Topology, Memory Subsystem & Latency

We move onto our usual suite of synthetic tests, trying to expose some of the key hardware characteristics of the systems. The first topic to address is the chip’s physical core topologies, and how inter-core communications take place in the system, particularly interesting since we have access to 2-socket systems.

Due to the sheer core-count of the systems, these result matrices are quite huge so I recommend opening up the full resolution images to inspect the detailed results.

As a reminder, our inter-core bounce test consists of an initial main thread which allocates the synchronisation cache line on the core that the executable is spawned on – we try to fix this to the first NUMA node / CPU group of the first socket. This in turn spawns two ping-pong threads which bounce around based on the shared cache line, and we change the affinity of the threads across the system to test out the various core-to-core latencies. Because of the usage of a common shared cache line – usually how real software works, we’re essentially testing core-to-cacheline-to-core – an important distinction to make for some systems which have different cache line placement and cache coherency algorithms.


2-Socket Ampere Altra Q80-33

We had already tested the Graviton2 earlier in the year, where we made the distinction between usage of software which compiles to plain Armv8 and exclusive load and excusive store instructions, and the newer Armv8.1 compiled variant of the test which takes advantage of LSE (Large System Extensions) which includes atomic operation instructions – we’re still using the latter variant here on the Altra system.
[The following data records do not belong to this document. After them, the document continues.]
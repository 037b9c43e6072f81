//! Page handlers. Every page renders even when the backend is down; lists
//! fall back to empty states.

use axum::{
    extract::{rejection::QueryRejection, Path, Query, State},
    response::Html,
    Form,
};
use serde::Serialize;
use tracing::debug;

use cowork_core::domain::{Location, WorkspaceQuery, WorkspacesResponse};
use cowork_core::forms::{ContactForm, FormState, VirtualOfficeForm, ENQUIRY_TYPES, SERVICE_TYPES};
use cowork_core::seo::PageMeta;
use cowork_shared::utils::capitalize_first;

use crate::error::ApiError;
use crate::state::AppState;
use crate::views::models::{
    cards, city_links, route_path, select_options, CityLink, Layout, PageNav, SelectOption, WorkspaceCard,
    WorkspaceDetail,
};

#[derive(Serialize)]
struct LandingPage {
    #[serde(flatten)]
    layout: Layout,
    featured: Vec<WorkspaceCard>,
    cities: Vec<CityLink>,
}

pub async fn landing(State(state): State<AppState>) -> Result<Html<String>, ApiError> {
    let (featured, locations) = tokio::join!(
        state.listings.get_featured_workspaces(),
        state.listings.get_locations()
    );

    let page = LandingPage {
        layout: Layout::new(PageMeta::landing(&state.config.app.site_url), &state.config),
        featured: featured.map(|r| cards(&r.data)).unwrap_or_default(),
        cities: city_links(&locations),
    };
    state.views.render("landing", &page)
}

/// Display name for a city route segment: the backend's spelling when the
/// segment names a known location, else the segment with its first letter raised.
fn city_name(locations: &[Location], segment: &str) -> String {
    locations
        .iter()
        .find(|location| location.name.eq_ignore_ascii_case(segment) || location.slug() == segment)
        .map(|location| location.name.clone())
        .unwrap_or_else(|| capitalize_first(segment))
}

// ---------------------------------------------------------------------------
// Contact
// ---------------------------------------------------------------------------

#[derive(Serialize)]
struct ContactPage {
    #[serde(flatten)]
    layout: Layout,
    form: FormState<ContactForm>,
    enquiry_types: Vec<SelectOption>,
}

fn render_contact(state: &AppState, form: FormState<ContactForm>) -> Result<Html<String>, ApiError> {
    let page = ContactPage {
        layout: Layout::new(PageMeta::contact(&state.config.app.site_url), &state.config),
        enquiry_types: select_options(&ENQUIRY_TYPES[..], &form.values.enquiry_type),
        form,
    };
    state.views.render("contact", &page)
}

pub async fn contact_page(State(state): State<AppState>) -> Result<Html<String>, ApiError> {
    render_contact(&state, FormState::blank(ContactForm::default()))
}

pub async fn submit_contact(
    State(state): State<AppState>,
    Form(form): Form<ContactForm>,
) -> Result<Html<String>, ApiError> {
    let result = state.leads.submit(form).await;
    render_contact(&state, result)
}

// ---------------------------------------------------------------------------
// Virtual office
// ---------------------------------------------------------------------------

#[derive(Serialize)]
struct VirtualOfficePage {
    #[serde(flatten)]
    layout: Layout,
    heading: String,
    action: String,
    form: FormState<VirtualOfficeForm>,
    service_types: Vec<SelectOption>,
    locations: Vec<SelectOption>,
}

async fn render_virtual_office(
    state: &AppState,
    city: Option<&str>,
    form: FormState<VirtualOfficeForm>,
) -> Result<Html<String>, ApiError> {
    let locations = state.listings.get_locations().await;

    let (heading, action) = match city {
        Some(city) => (
            format!("Virtual Office in {}", city_name(&locations, city)),
            route_path("virtual-office", city),
        ),
        None => ("Virtual Office in Kerala".to_string(), "/virtual-office".to_string()),
    };

    let page = VirtualOfficePage {
        layout: Layout::new(
            PageMeta::virtual_office(&state.config.app.site_url, city),
            &state.config,
        ),
        heading,
        action,
        service_types: select_options(&SERVICE_TYPES[..], &form.values.service_type),
        locations: select_options(
            &locations.iter().map(|location| location.name.as_str()).collect::<Vec<_>>(),
            &form.values.location,
        ),
        form,
    };
    state.views.render("virtual_office", &page)
}

pub async fn virtual_office_page(State(state): State<AppState>) -> Result<Html<String>, ApiError> {
    render_virtual_office(&state, None, FormState::blank(VirtualOfficeForm::default())).await
}

pub async fn city_virtual_office_page(
    State(state): State<AppState>,
    Path(city): Path<String>,
) -> Result<Html<String>, ApiError> {
    let form = FormState::blank(VirtualOfficeForm::for_city(&city));
    render_virtual_office(&state, Some(&city), form).await
}

pub async fn submit_virtual_office(
    State(state): State<AppState>,
    Form(form): Form<VirtualOfficeForm>,
) -> Result<Html<String>, ApiError> {
    let result = state.leads.submit(form).await;
    render_virtual_office(&state, None, result).await
}

pub async fn submit_city_virtual_office(
    State(state): State<AppState>,
    Path(city): Path<String>,
    Form(form): Form<VirtualOfficeForm>,
) -> Result<Html<String>, ApiError> {
    let result = state.leads.submit(form.rendered_for(&city)).await;
    render_virtual_office(&state, Some(&city), result).await
}

// ---------------------------------------------------------------------------
// Directory
// ---------------------------------------------------------------------------

#[derive(Serialize)]
struct DirectoryPage {
    #[serde(flatten)]
    layout: Layout,
    heading: String,
    city: Option<String>,
    workspaces: Vec<WorkspaceCard>,
    nav: Option<PageNav>,
    cities: Vec<CityLink>,
}

/// A `/coworking-space/{city}` request: the raw route segment and the
/// display name it resolved to.
struct CityRoute {
    segment: String,
    name: String,
}

fn render_directory(
    state: &AppState,
    city: Option<CityRoute>,
    workspaces: Option<WorkspacesResponse>,
    locations: Vec<Location>,
) -> Result<Html<String>, ApiError> {
    let (base_path, heading) = match &city {
        Some(city) => (
            route_path("coworking-space", &city.segment),
            format!("Coworking Spaces in {}", city.name),
        ),
        None => ("/coworking-space".to_string(), "Coworking Spaces in Kerala".to_string()),
    };

    let (listed, nav) = match workspaces {
        Some(response) => (
            cards(&response.data),
            Some(PageNav::new(&base_path, &response.pagination)),
        ),
        None => (Vec::new(), None),
    };

    let page = DirectoryPage {
        layout: Layout::new(
            PageMeta::directory(
                &state.config.app.site_url,
                city.as_ref().map(|c| c.segment.as_str()),
            ),
            &state.config,
        ),
        heading,
        city: city.map(|c| c.segment),
        workspaces: listed,
        nav,
        cities: city_links(&locations),
    };
    state.views.render("directory", &page)
}

/// Unparseable query strings fall back to the unfiltered first page.
pub async fn directory(
    State(state): State<AppState>,
    query: Result<Query<WorkspaceQuery>, QueryRejection>,
) -> Result<Html<String>, ApiError> {
    let query = query.map(|Query(q)| q).unwrap_or_else(|rejection| {
        debug!("Ignoring directory query: {}", rejection);
        WorkspaceQuery::default()
    });
    let (workspaces, locations) = tokio::join!(
        state.listings.get_workspaces(&query),
        state.listings.get_locations()
    );
    render_directory(&state, None, workspaces, locations)
}

pub async fn city_directory(
    State(state): State<AppState>,
    Path(city): Path<String>,
    query: Result<Query<WorkspaceQuery>, QueryRejection>,
) -> Result<Html<String>, ApiError> {
    let page = query.ok().and_then(|Query(q)| q.page);
    let locations = state.listings.get_locations().await;
    let name = city_name(&locations, &city);
    let query = WorkspaceQuery { page, ..WorkspaceQuery::for_city(name.clone()) };
    let workspaces = state.listings.get_workspaces(&query).await;
    render_directory(&state, Some(CityRoute { segment: city, name }), workspaces, locations)
}

// ---------------------------------------------------------------------------
// Workspace detail
// ---------------------------------------------------------------------------

#[derive(Serialize)]
struct DetailPage {
    #[serde(flatten)]
    layout: Layout,
    workspace: Option<WorkspaceDetail>,
}

pub async fn workspace_detail(
    State(state): State<AppState>,
    Path(id): Path<String>,
) -> Result<Html<String>, ApiError> {
    let workspace = state
        .listings
        .get_workspace_by_id(&id)
        .await
        .filter(|response| response.success)
        .map(|response| response.data);

    let page = DetailPage {
        layout: Layout::new(
            PageMeta::workspace_detail(&state.config.app.site_url, &id, workspace.as_ref()),
            &state.config,
        ),
        workspace: workspace.as_ref().map(WorkspaceDetail::from),
    };
    state.views.render("workspace_detail", &page)
}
At first view, in the top-left quadrant of the matrix which represents 80 cores within one single socket, things seem quite similar to the Graviton2 – but not quite. On the Amazon chip’s results what we saw is that the shared cache line remained static within the chip’s mesh structure, meaning cores nearer to that cache slice of the L3 resulted in better latencies compared to cores which were further away.
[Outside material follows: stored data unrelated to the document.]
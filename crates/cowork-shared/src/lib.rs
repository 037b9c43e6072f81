//! # CoWork Shared
//!
//! Configuration, telemetry, and small shared types for the CoWork Kerala site.

pub mod constants;
pub mod types;
pub mod utils;
pub mod telemetry;
pub mod config;
pub mod error;

pub use types::*;
pub use error::AppError;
On the Altra system, the results are quite different here as first of all they’re all more even though it’s a bigger chip with a larger mesh. I tested out the system in a quadrant mode (more on this later) so this might be the reason why things are behaving quite differently to the Graviton2. Interesting to see is this diagonal of results across quarters of a socket landing in at 27ns. I suspect this essentially would represent core-pairs within a single “CPU Tile” within a single mesh node across the chip. If so, then that’s definitely a very different behaviour to the Graviton2.

It actually slipped my mind to re-test this with the chip set to a single monolithic NUMA node so that’s hopefully something I’ll revisit and check if it behaves more similarly to the Graviton2.

When looking at socket-to-socket latencies, we’re looking at latencies of around 350-360ns, which frankly isn’t all that great compared to AMD and Intel’s current multi-socket cache-coherency implementations.

What’s actually quite terrible here, is the inter-core latencies of within the remote socket from the synchronisation shared cache-line. We still very evidently see those 27ns results which we again suspect is within a core-pair CPU tile, but for other cores in the system this actually ends up with a massive latency of around 650ns.

Essentially what the system is doing here, is that one core is sending out a request across the socket, having to be translated from the native AMBA CHI protocol to CCIX, cross the socket, get translated back to CHI to the resident cache line of the initial controller thread, and go back again to the remote socket and incur even further several cache coherency translation penalties.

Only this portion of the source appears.